[Opening MATERIAL FOR THE TASK section]
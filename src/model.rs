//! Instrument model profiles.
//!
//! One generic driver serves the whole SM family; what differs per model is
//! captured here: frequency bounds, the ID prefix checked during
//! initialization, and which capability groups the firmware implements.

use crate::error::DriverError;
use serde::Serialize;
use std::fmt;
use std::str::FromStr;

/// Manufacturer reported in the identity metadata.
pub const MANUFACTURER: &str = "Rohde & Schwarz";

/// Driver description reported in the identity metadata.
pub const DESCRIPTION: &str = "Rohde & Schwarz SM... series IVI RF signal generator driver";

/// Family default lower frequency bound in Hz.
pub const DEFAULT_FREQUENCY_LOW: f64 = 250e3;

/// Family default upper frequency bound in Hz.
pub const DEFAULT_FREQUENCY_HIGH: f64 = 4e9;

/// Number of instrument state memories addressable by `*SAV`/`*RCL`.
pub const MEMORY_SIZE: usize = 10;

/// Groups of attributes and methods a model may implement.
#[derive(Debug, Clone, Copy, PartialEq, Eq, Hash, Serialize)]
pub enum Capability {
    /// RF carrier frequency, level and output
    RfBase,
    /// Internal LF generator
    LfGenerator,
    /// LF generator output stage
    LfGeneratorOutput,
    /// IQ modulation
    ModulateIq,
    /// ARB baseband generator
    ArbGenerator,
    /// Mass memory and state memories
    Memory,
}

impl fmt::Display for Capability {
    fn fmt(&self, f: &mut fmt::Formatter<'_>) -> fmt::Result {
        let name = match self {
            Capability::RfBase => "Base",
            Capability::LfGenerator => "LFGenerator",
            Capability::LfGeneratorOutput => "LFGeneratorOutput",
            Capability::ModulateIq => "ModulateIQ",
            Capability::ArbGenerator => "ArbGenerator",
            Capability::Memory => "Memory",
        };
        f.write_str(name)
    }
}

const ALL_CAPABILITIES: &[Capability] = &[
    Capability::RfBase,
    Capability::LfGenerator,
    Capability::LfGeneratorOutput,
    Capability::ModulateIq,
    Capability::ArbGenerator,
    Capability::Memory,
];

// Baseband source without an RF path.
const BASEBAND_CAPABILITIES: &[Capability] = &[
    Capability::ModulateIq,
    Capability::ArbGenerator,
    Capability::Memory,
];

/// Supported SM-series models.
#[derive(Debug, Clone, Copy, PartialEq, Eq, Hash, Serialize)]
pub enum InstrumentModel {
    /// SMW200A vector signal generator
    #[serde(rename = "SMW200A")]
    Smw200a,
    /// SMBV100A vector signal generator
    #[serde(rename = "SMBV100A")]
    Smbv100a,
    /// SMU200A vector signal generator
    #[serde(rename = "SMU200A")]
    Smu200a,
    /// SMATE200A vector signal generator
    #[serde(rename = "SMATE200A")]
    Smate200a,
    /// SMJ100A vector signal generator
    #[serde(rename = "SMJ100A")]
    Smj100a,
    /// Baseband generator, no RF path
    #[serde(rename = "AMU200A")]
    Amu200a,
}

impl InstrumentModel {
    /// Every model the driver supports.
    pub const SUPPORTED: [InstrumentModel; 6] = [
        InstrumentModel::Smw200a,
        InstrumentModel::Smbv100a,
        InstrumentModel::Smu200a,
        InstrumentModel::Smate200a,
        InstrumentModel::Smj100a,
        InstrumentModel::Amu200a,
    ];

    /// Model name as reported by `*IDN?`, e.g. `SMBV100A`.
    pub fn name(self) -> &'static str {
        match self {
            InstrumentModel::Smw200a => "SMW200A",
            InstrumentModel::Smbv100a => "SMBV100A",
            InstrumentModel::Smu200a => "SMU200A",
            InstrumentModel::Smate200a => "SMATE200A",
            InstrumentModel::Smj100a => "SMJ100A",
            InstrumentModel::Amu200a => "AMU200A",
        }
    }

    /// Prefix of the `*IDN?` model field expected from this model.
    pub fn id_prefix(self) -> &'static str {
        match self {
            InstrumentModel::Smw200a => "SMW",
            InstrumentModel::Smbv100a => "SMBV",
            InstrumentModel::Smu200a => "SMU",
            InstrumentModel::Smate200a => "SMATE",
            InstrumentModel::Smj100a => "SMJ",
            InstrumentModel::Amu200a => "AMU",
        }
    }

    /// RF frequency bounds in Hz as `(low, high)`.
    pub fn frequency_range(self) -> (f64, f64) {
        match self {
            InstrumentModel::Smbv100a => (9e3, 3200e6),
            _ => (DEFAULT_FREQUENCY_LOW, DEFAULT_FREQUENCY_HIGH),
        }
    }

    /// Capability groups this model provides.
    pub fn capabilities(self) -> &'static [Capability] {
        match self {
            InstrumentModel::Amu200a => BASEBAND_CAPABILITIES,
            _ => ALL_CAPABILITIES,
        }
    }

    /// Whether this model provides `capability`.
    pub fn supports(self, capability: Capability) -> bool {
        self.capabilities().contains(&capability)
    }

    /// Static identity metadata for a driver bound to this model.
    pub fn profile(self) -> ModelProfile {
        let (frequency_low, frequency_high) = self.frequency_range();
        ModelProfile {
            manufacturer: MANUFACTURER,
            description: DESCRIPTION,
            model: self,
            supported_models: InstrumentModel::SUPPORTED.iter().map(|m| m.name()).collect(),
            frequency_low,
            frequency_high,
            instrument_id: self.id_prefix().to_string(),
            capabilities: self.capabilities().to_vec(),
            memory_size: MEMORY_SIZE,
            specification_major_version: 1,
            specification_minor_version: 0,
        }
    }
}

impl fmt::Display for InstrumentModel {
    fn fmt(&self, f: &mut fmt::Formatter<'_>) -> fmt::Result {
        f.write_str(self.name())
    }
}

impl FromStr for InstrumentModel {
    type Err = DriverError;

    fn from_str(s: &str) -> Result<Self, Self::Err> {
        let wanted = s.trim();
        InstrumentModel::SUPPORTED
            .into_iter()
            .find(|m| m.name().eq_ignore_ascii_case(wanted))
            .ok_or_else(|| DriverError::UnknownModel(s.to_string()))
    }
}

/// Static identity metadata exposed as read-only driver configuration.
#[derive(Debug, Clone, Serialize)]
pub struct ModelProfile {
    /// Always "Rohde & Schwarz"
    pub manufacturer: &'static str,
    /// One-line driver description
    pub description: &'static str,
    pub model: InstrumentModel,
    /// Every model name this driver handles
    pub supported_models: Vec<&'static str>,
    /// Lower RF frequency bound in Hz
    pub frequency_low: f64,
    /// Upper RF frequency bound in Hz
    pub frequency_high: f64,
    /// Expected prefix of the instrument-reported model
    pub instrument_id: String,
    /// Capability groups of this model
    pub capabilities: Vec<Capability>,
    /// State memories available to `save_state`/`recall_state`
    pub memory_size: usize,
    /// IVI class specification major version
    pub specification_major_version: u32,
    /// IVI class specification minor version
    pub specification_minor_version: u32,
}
[Closing MATERIAL FOR THE TASK section]
HOW TO COMPLETE THIS TASK: All that is wanted is a faithful reproduction of the line above with "RF frequency bounds", the line with "Whether this model", and every line in between.

REPLY TO THE TASK:
    /// RF frequency bounds in Hz as `(low, high)`.
    pub fn frequency_range(self) -> (f64, f64) {
        match self {
            InstrumentModel::Smbv100a => (9e3, 3200e6),
            _ => (DEFAULT_FREQUENCY_LOW, DEFAULT_FREQUENCY_HIGH),
        }
    }

    /// Capability groups this model provides.
    pub fn capabilities(self) -> &'static [Capability] {
        match self {
            InstrumentModel::Amu200a => BASEBAND_CAPABILITIES,
            _ => ALL_CAPABILITIES,
        }
    }

    /// Whether this model provides `capability`.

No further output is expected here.